Sentei ao lado de Jon e comecei a contar como acordei de madrugada após dormirmos assistindo a um filme juntos, ouvi os dois, o flagrante, as palavras de minha mãe, o tapa que trocamos e como saí de casa. Jon tomou metade da garrafa de vinho enquanto eu falava, completamente perplexo.

— Bambina, estou rosa choque! Mas que cobra cascavel, e aquele canalha ordinário! Vamos colocar veneno de rato em uma torta para os dois comerem de sobremesa... — Jon disse, servindo mais vinho.

— Eu ainda não acredito, Nutella, que minha própria mãe fez isso comigo. Ela sempre me odiou tanto, até entendo por um lado, porque destruí a vida dela, que engravidou de uma bastarda, mas eu sou o sangue dela, como pode ser tão fria? Ela me olhava com tanta raiva como se eu estivesse errada por flagrar os dois e atrapalhar o momento. — Desabafei, frustrada, tomando meu vinho.

— Dios! Sua mãe é narcisista, ela não se importa com ninguém além dela mesma. Você não tem culpa que sua mãe deu para um homem casado no passado. Você pediu pra nascer? Não! Então ela deveria parar de jogar isso na sua cara, aquela naja. — Jon disse irritado, detestando minha mãe.

— Não pedi para nascer, mas até que eu fui o espermatozoide que correu ela j**a na minha cara.
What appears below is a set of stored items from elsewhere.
//! Authority side: accept observers and fan broadcasts out to all of them.

use std::net::SocketAddr;

use bytes::Bytes;
use futures_util::{SinkExt, StreamExt};
use protocol::{Intent, StateBroadcast};
use tokio::net::{TcpListener, TcpStream};
use tokio::sync::mpsc::UnboundedSender;
use tokio::sync::{broadcast, watch};
use tokio_tungstenite::{accept_async, tungstenite::Message};
use tracing::{debug, error, info, warn};

use crate::error::Result;
use crate::sync::{LinkPort, PeerEvent, PeerId};

/// Encoded broadcasts buffered per observer before it starts lagging.
const FANOUT_CAPACITY: usize = 16;

/// Drives an [`AuthorityLink`](crate::sync::AuthorityLink) over websockets.
#[derive(Debug)]
pub struct HostTransport {
    port: LinkPort<PeerEvent, StateBroadcast>,
}

impl HostTransport {
    pub fn new(port: LinkPort<PeerEvent, StateBroadcast>) -> Self {
        Self { port }
    }

    /// Accept observers until `shutdown` turns true. Each StateBroadcast is
    /// encoded once and shared by every connection.
    pub async fn serve(self, listener: TcpListener, mut shutdown: watch::Receiver<bool>) -> Result<()> {
        let LinkPort { inbound, mut outbound } = self.port;
        let (frames_tx, _) = broadcast::channel::<Bytes>(FANOUT_CAPACITY);

        let fanout_tx = frames_tx.clone();
        let fanout = tokio::spawn(async move {
            while let Some(state) = outbound.recv().await {
                match state.encode() {
                    // No subscribers is fine
                    Ok(frame) => {
                        let _ = fanout_tx.send(frame);
                    }
                    Err(e) => warn!("Dropping broadcast for tick {}: {}", state.tick, e),
                }
            }
        });

        info!("Accepting observers on {}", listener.local_addr()?);
        let mut next_peer: PeerId = 1;
        loop {
            tokio::select! {
                biased;
                changed = shutdown.changed() => {
                    if changed.is_err() || *shutdown.borrow() {
                        break;
                    }
                }
                accepted = listener.accept() => {
                    let (stream, addr) = match accepted {
                        Ok(conn) => conn,
                        Err(e) => {
                            warn!("Accept failed: {}", e);
                            continue;
                        }
                    };
                    let peer = next_peer;
                    next_peer += 1;
                    let events = inbound.clone();
                    let frames = frames_tx.subscribe();
                    tokio::spawn(async move {
                        if let Err(e) = handle_peer(stream, addr, peer, events, frames).await {
                            error!("Connection error from {}: {}", addr, e);
                        }
                    });
                }
            }
        }

        fanout.abort();
        info!("Host transport stopped");
        Ok(())
    }
}

async fn handle_peer(
    stream: TcpStream,
    addr: SocketAddr,
    peer: PeerId,
    events: UnboundedSender<PeerEvent>,
    mut frames: broadcast::Receiver<Bytes>,
) -> Result<()> {
    let ws_stream = accept_async(stream).await?;
    info!("Peer {} connected from {}", peer, addr);
    let (mut write, mut read) = ws_stream.split();
    let _ = events.send(PeerEvent::Joined(peer));

    let result: Result<()> = loop {
        tokio::select! {
            msg = read.next() => {
                match msg {
                    Some(Ok(Message::Binary(data))) => match Intent::decode(&data) {
                        Ok(intent) => {
                            let _ = events.send(PeerEvent::Intent(peer, intent));
                        }
                        Err(e) => warn!("Dropping malformed frame from peer {}: {}", peer, e),
                    },
                    Some(Ok(Message::Close(_))) | None => break Ok(()),
                    Some(Err(e)) => break Err(e.into()),
                    Some(Ok(_)) => {}
                }
            }
            frame = frames.recv() => {
                match frame {
                    Ok(bytes) => {
                        if let Err(e) = write.send(Message::Binary(bytes)).await {
                            break Err(e.into());
                        }
                    }
                    Err(broadcast::error::RecvError::Lagged(skipped)) => {
                        debug!("Peer {} skipped {} broadcasts", peer, skipped);
                    }
                    Err(broadcast::error::RecvError::Closed) => {
                        let _ = write.send(Message::Close(None)).await;
                        break Ok(());
                    }
                }
            }
        }
    };

    let _ = events.send(PeerEvent::Left(peer));
    info!("Peer {} disconnected", peer);
    result
}
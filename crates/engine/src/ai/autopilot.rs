//! Headless local input: graze with the simple policy, split when big,
//! respawn after game over.

use rand::rngs::StdRng;
use rand::{Rng, SeedableRng};

use super::policy;
use crate::entity::PlayerId;
use crate::runtime::InputSource;
use crate::session::{FrameInput, TickOutput};

/// Chance per tick of splitting once a cell is big enough.
const SPLIT_CHANCE: f64 = 0.02;

/// Drives the local player from the previous tick's output.
#[derive(Debug)]
pub struct Autopilot {
    /// Largest own cell must reach this before a split is considered.
    split_mass: f32,
    rng: StdRng,
}

impl Autopilot {
    pub fn new(min_split_mass: f32, seed: Option<u64>) -> Self {
        let rng = match seed {
            Some(seed) => StdRng::seed_from_u64(seed),
            None => StdRng::from_os_rng(),
        };
        Self {
            split_mass: min_split_mass * 2.0,
            rng,
        }
    }

    fn wants_split(&mut self, out: &TickOutput, pid: PlayerId) -> bool {
        let largest = out
            .snapshot
            .cells
            .iter()
            .filter(|c| c.owner == pid)
            .map(|c| c.mass)
            .fold(0.0, f32::max);
        largest >= self.split_mass && self.rng.random_bool(SPLIT_CHANCE)
    }
}

impl InputSource for Autopilot {
    fn next_input(&mut self, last: Option<&TickOutput>) -> FrameInput {
        let Some(out) = last else {
            return FrameInput::default();
        };
        if out.game_over {
            return FrameInput {
                respawn: true,
                ..Default::default()
            };
        }
        let Some(pid) = out.local_player else {
            return FrameInput::default();
        };
        FrameInput {
            target: policy::simple_target(out.camera, out.snapshot.food.iter().map(|f| f.position)),
            split: self.wants_split(out, pid),
            ..Default::default()
        }
    }
}

#[cfg(test)]
mod tests {
    use super::*;
    use crate::session::Phase;
    use glam::Vec2;
    use protocol::{CellRecord, PelletRecord};

    fn output(pid: u32, mass: f32) -> TickOutput {
        let mut out = TickOutput {
            phase: Phase::Running,
            local_player: Some(pid),
            ..Default::default()
        };
        out.snapshot.cells.push(CellRecord {
            id: 10,
            owner: pid,
            position: Vec2::ZERO,
            mass,
        });
        for (id, x) in [(20, 300.0), (21, -50.0)] {
            out.snapshot.food.push(PelletRecord {
                id,
                position: Vec2::new(x, 0.0),
                mass: 1.0,
            });
        }
        out
    }

    #[test]
    fn test_heads_for_nearest_food() {
        let mut pilot = Autopilot::new(20.0, Some(1));
        let input = pilot.next_input(Some(&output(1, 10.0)));
        assert_eq!(input.target, Some(Vec2::new(-50.0, 0.0)));
        assert!(!input.split);
    }

    #[test]
    fn test_respawns_after_game_over() {
        let mut pilot = Autopilot::new(20.0, Some(1));
        let out = TickOutput {
            phase: Phase::GameOver,
            game_over: true,
            ..Default::default()
        };
        assert!(pilot.next_input(Some(&out)).respawn);
        assert_eq!(pilot.next_input(None), FrameInput::default());
    }

    #[test]
    fn test_small_cells_never_split() {
        let mut pilot = Autopilot::new(20.0, Some(3));
        let out = output(1, 39.0);
        assert!((0..500).all(|_| !pilot.next_input(Some(&out)).split));

        let big = output(1, 400.0);
        assert!((0..500).any(|_| pilot.next_input(Some(&big)).split));
    }
}
//! Tokio tick loop driving a [`SessionController`].

use std::time::Duration;

use tokio::sync::watch;
use tokio::time::{interval_at, Instant, MissedTickBehavior};
use tracing::{debug, info, warn};

use crate::session::{FrameInput, Phase, SessionController, SessionSummary, TickOutput};

/// Ticks between timing reports.
const METRICS_EVERY: u64 = 400;

/// Supplies the local input for each tick.
pub trait InputSource: Send {
    /// `last` is the previous tick's output, `None` before the first tick.
    fn next_input(&mut self, last: Option<&TickOutput>) -> FrameInput;
}

/// Repeats the same input every tick.
impl InputSource for FrameInput {
    fn next_input(&mut self, _last: Option<&TickOutput>) -> FrameInput {
        *self
    }
}

/// Receives every tick's output.
pub trait OutputSink: Send {
    fn emit(&mut self, output: &TickOutput);
}

impl<F> OutputSink for F
where
    F: FnMut(&TickOutput) + Send,
{
    fn emit(&mut self, output: &TickOutput) {
        self(output)
    }
}

/// Drive `session` at its configured tick interval until `cancel` turns
/// true or its sender is dropped. Leaves the lobby on the first call.
/// Returns what the session reported on teardown.
pub async fn run_session<I, S>(
    mut session: SessionController,
    mut input: I,
    mut sink: S,
    mut cancel: watch::Receiver<bool>,
) -> SessionSummary
where
    I: InputSource,
    S: OutputSink,
{
    let tick_interval_ms = session.config().session.tick_interval_ms.max(1);
    let period = Duration::from_millis(tick_interval_ms);
    let mut ticker = interval_at(Instant::now() + period, period);
    ticker.set_missed_tick_behavior(MissedTickBehavior::Skip);

    if session.phase() == Phase::Lobby {
        session.start();
    }
    info!("Running {:?} session at {}ms per tick", session.role(), tick_interval_ms);

    let tick_budget = tick_interval_ms as f64 * 0.9;
    let mut last: Option<TickOutput> = None;
    let mut window_ms = 0.0f64;
    let mut worst_ms = 0.0f64;
    let mut count = 0u64;

    if !*cancel.borrow() {
        loop {
            tokio::select! {
                biased;
                changed = cancel.changed() => {
                    if changed.is_err() || *cancel.borrow() {
                        break;
                    }
                }
                _ = ticker.tick() => {
                    let frame = input.next_input(last.as_ref());
                    let started = std::time::Instant::now();
                    let output = session.tick(frame);
                    let tick_ms = started.elapsed().as_secs_f64() * 1000.0;

                    if tick_ms > tick_budget {
                        warn!(
                            "Slow tick #{}: {:.3}ms (budget: {:.1}ms) - {} cells",
                            output.tick,
                            tick_ms,
                            tick_budget,
                            output.snapshot.cells.len()
                        );
                    }
                    count += 1;
                    window_ms += tick_ms;
                    worst_ms = worst_ms.max(tick_ms);
                    if count % METRICS_EVERY == 0 {
                        debug!(
                            "Tick timing over last {} ticks: avg {:.3}ms, worst {:.3}ms",
                            METRICS_EVERY,
                            window_ms / METRICS_EVERY as f64,
                            worst_ms
                        );
                        window_ms = 0.0;
                        worst_ms = 0.0;
                    }

                    sink.emit(&output);
                    last = Some(output);
                }
            }
        }
    }

    session.end()
}

#[cfg(test)]
mod tests {
    use super::*;
    use crate::session::SessionRole;
    use crate::world::tests::empty_config;
    use std::sync::{Arc, Mutex};

    #[tokio::test]
    async fn test_runs_until_cancelled() {
        let mut config = empty_config();
        config.session.tick_interval_ms = 10;
        let session = SessionController::new(config, SessionRole::Solo);

        let seen = Arc::new(Mutex::new(Vec::new()));
        let sink_seen = Arc::clone(&seen);
        let sink = move |out: &TickOutput| sink_seen.lock().unwrap().push(out.tick);

        let (cancel_tx, cancel_rx) = watch::channel(false);
        let handle = tokio::spawn(run_session(session, FrameInput::default(), sink, cancel_rx));

        tokio::time::sleep(Duration::from_millis(150)).await;
        cancel_tx.send(true).unwrap();
        let ticks = handle.await.unwrap().ticks;

        let seen = seen.lock().unwrap();
        assert_eq!(ticks, seen.len() as u64);
        assert!(ticks >= 3);
        assert!(seen.windows(2).all(|w| w[1] == w[0] + 1));
    }

    #[tokio::test]
    async fn test_already_cancelled_runs_nothing() {
        let session = SessionController::new(empty_config(), SessionRole::Solo);
        let (_cancel_tx, cancel_rx) = watch::channel(true);
        let summary = run_session(session, FrameInput::default(), |_: &TickOutput| {}, cancel_rx).await;
        assert_eq!(summary, SessionSummary::default());
    }
}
A maior parte da minha infância passei dentro do meu quarto para não incomodar minha mãe, evitava ir ao banheiro até ficar muito apertada, não fazia barulho, não passava perto dela. Por causa da minha mãe, nunca quis aparecer nas fotos, apenas ficar por trás delas. Me tornei tão insegura... — Senti lágrimas querendo escorrer, mas segurei.

— Docinho, com uma mãe como a sua, você não precisa de inimiga. Nunca vi pessoa tão ruim assim. — Jon disse, com a voz cheia de empatia.

— Isso é verdade, e o Rony... como pode fazer isso comigo? Ele dizia que me amava, me prometeu tanta coisa, estávamos escolhendo um apartamento, íamos casar ano que vem... Eu me entreguei pra ele, perdendo a virgindade... Ah, como fui burra! — Virei minha taça de vinho, sentindo a raiva e a dor me consumirem.

— Você se livrou daquele canalha. Imagina se casar com um homem que te trai com a sua própria mãe? É melhor levantar as mãos e agradecer, Mandy. Se livrou de dois problemas de uma vez: um noivo canalha e uma mãe que não vale nada. Agora você é livre, docinho. — Jon disse, enchendo minha taça novamente.

— Livre... Um brinde a isso, então. — Ergui a taça, com lágrimas nos olhos de raiva, tristeza e uma pontinha de alívio.

— Oh, docinho, não chora... — Jon disse, tentando me consolar.

— Eu só queria entender por que, o que fiz para merecer isso, Jon? Por que eles me traíram desse jeito? E quanto tempo eles não fazem isso? — Comecei a chorar copiosamente, sentindo toda a dor que vinha segurando.

— Quem não presta é assim mesmo, erra com as melhores pessoas. Quem não pode errar contigo é você mesma, docinho. — Jon disse, tentando me consolar.

— Eu só preciso de um tempo para superar isso, e desculpa te pedir, mas posso dormir aqui hoje? Não tenho para onde ir. — Olhei nos olhos castanhos dele, buscando apoio.

— Pra onde mais você iria, sua louca? Claro que pode ficar aqui quanto tempo precisar. Se quiser, dividimos a cama, eu não me importo. — Jon disse, com um sorriso acolhedor.

— Fico com o sofá, obrigada, Nutella. — Toquei a mão dele, sentindo um alívio.

— Você foi a única amiga que ficou ao meu lado quando minha avó morreu ano passado e quando assumi minha sexualidade no ensino médio, então sempre pode contar comigo, docinho. — Ele disse, apertando minha mão.

— Você é o meu único amigo também, Nutellinha. — Respondi, sentindo uma pontada de gratidão.

— Bem, agora que você me acordou, vou precisar chapar para conseguir voltar a dormir. — Ele disse, indo até uma gaveta e pegando uma cigarreira com baseados bolados.